• [Task directions]
Search the data for the word "ExportPending" and copy out every line that has it.

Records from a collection
****************

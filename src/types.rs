//! Core types for zotrm

use std::path::{Path, PathBuf};

use serde::{Deserialize, Serialize};

/// Unique identifier for a library item or collection
pub type ItemKey = String;

/// Suffix marking an annotated copy produced by a previous inbound pass
pub const ANNOTATED_SUFFIX: &str = "_annotated.pdf";

/// Prefix the library uses for paths relative to the linked-attachment root
pub const LINKED_PREFIX: &str = "attachments:";

/// Kind of library item
#[derive(Debug, Clone, PartialEq, Eq, Serialize, Deserialize)]
pub enum ItemKind {
    Attachment,
    Note,
    /// Any bibliographic item type (journalArticle, book, ...)
    Regular(String),
}

impl ItemKind {
    pub fn from_item_type(item_type: &str) -> Self {
        match item_type {
            "attachment" => ItemKind::Attachment,
            "note" => ItemKind::Note,
            other => ItemKind::Regular(other.to_string()),
        }
    }

    pub fn as_str(&self) -> &str {
        match self {
            ItemKind::Attachment => "attachment",
            ItemKind::Note => "note",
            ItemKind::Regular(t) => t,
        }
    }
}

/// How an attachment's file is stored
#[derive(Debug, Clone, Copy, PartialEq, Eq, Serialize, Deserialize)]
pub enum LinkMode {
    /// Stored by the library under a generated subdirectory
    Managed,
    /// Stored relative to the user's attachment root
    Linked,
}

/// A library item: a record, one of its attachments, or a note
#[derive(Debug, Clone, PartialEq, Serialize, Deserialize)]
pub struct LibraryItem {
    /// Library key
    pub key: ItemKey,
    /// Library version, used for optimistic concurrency on writes
    #[serde(default)]
    pub version: u64,
    pub kind: ItemKind,
    #[serde(default)]
    pub title: String,
    #[serde(default)]
    pub tags: Vec<String>,
    /// Collection keys in library order
    #[serde(default)]
    pub collections: Vec<ItemKey>,
    /// Stored file name (managed attachments)
    #[serde(default)]
    pub filename: Option<String>,
    /// Stored path (linked attachments)
    #[serde(default)]
    pub path: Option<String>,
    #[serde(default)]
    pub parent: Option<ItemKey>,
}

/// A top-level bibliographic record
pub type LibraryRecord = LibraryItem;

impl LibraryItem {
    pub fn is_attachment(&self) -> bool {
        self.kind == ItemKind::Attachment
    }

    pub fn is_note(&self) -> bool {
        self.kind == ItemKind::Note
    }

    /// File name from `filename`, falling back to `path`
    pub fn stored_name(&self) -> Option<&str> {
        self.filename.as_deref().or(self.path.as_deref())
    }

    pub fn has_tag(&self, tag: &str) -> bool {
        self.tags.iter().any(|t| t == tag)
    }
}

/// A library collection
#[derive(Debug, Clone, PartialEq, Eq, Serialize, Deserialize)]
pub struct Collection {
    pub key: ItemKey,
    pub name: String,
    pub parent: Option<ItemKey>,
}

/// Device folder names from root to leaf, never empty
#[derive(Debug, Clone, PartialEq, Eq)]
pub struct CollectionHierarchy(Vec<String>);

impl CollectionHierarchy {
    /// Build from root-to-leaf folder names; returns `None` when empty
    pub fn new(folders: Vec<String>) -> Option<Self> {
        if folders.is_empty() {
            None
        } else {
            Some(Self(folders))
        }
    }

    pub fn folders(&self) -> &[String] {
        &self.0
    }

    pub fn len(&self) -> usize {
        self.0.len()
    }

    pub fn is_empty(&self) -> bool {
        self.0.is_empty()
    }

    /// Absolute device path, e.g. `/Papers/ML`
    pub fn device_path(&self) -> String {
        let mut path = String::new();
        for folder in self.0.iter().filter(|f| !f.is_empty()) {
            path.push('/');
            path.push_str(folder);
        }
        if path.is_empty() {
            path.push('/');
        }
        path
    }
}

/// A local PDF attachment and the library item it came from
#[derive(Debug, Clone, PartialEq, Eq)]
pub struct AttachmentRef {
    /// Local filesystem path
    pub path: PathBuf,
    /// Key of the attachment item
    pub item_key: ItemKey,
    pub link_mode: LinkMode,
}

impl AttachmentRef {
    /// File name including extension
    pub fn file_name(&self) -> String {
        self.path
            .file_name()
            .map(|n| n.to_string_lossy().into_owned())
            .unwrap_or_default()
    }

    /// File name without the `.pdf` extension; the device addresses documents this way
    pub fn stem(&self) -> String {
        strip_pdf_extension(&self.file_name()).to_string()
    }

    /// Local path of the annotated copy written beside a linked original
    pub fn annotated_sibling(&self) -> PathBuf {
        let dir = self.path.parent().unwrap_or_else(|| Path::new(""));
        dir.join(annotated_name(&self.stem()))
    }
}

/// `paper.pdf` -> `paper`, case-insensitive; other names are returned unchanged
pub fn strip_pdf_extension(name: &str) -> &str {
    let len = name.len();
    if len >= 4 && name.is_char_boundary(len - 4) && name[len - 4..].eq_ignore_ascii_case(".pdf") {
        &name[..len - 4]
    } else {
        name
    }
}

/// File name of the annotated copy for a document stem
pub fn annotated_name(stem: &str) -> String {
    format!("{}{}", stem, ANNOTATED_SUFFIX)
}

/// Per-record sync state, persisted in the library as tags
#[derive(Debug, Clone, Copy, PartialEq, Eq)]
pub enum SyncState {
    Untagged,
    ExportPending,
    Exported,
}

/// Tag names that encode [`SyncState`] in the library
#[derive(Debug, Clone, PartialEq, Eq)]
pub struct TagConfig {
    pub export_tag: String,
    /// Without a post-export tag, exported records fall back to untagged
    pub post_export_tag: Option<String>,
}

impl TagConfig {
    /// Read the state encoded in a tag list
    pub fn state_of(&self, tags: &[String]) -> SyncState {
        if tags.iter().any(|t| *t == self.export_tag) {
            SyncState::ExportPending
        } else if self
            .post_export_tag
            .as_ref()
            .is_some_and(|post| tags.iter().any(|t| t == post))
        {
            SyncState::Exported
        } else {
            SyncState::Untagged
        }
    }

    /// Rewrite a tag list so it encodes `state`, keeping unrelated tags in order
    pub fn encode(&self, tags: &[String], state: SyncState) -> Vec<String> {
        let mut out: Vec<String> = tags
            .iter()
            .filter(|t| {
                **t != self.export_tag && Some(t.as_str()) != self.post_export_tag.as_deref()
            })
            .cloned()
            .collect();
        match state {
            SyncState::Untagged => {}
            SyncState::ExportPending => out.push(self.export_tag.clone()),
            SyncState::Exported => {
                if let Some(post) = &self.post_export_tag {
                    out.push(post.clone());
                }
            }
        }
        out
    }
}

****************

• [Solution for this problem]
    ExportPending,
            SyncState::ExportPending
            SyncState::ExportPending => out.push(self.export_tag.clone()),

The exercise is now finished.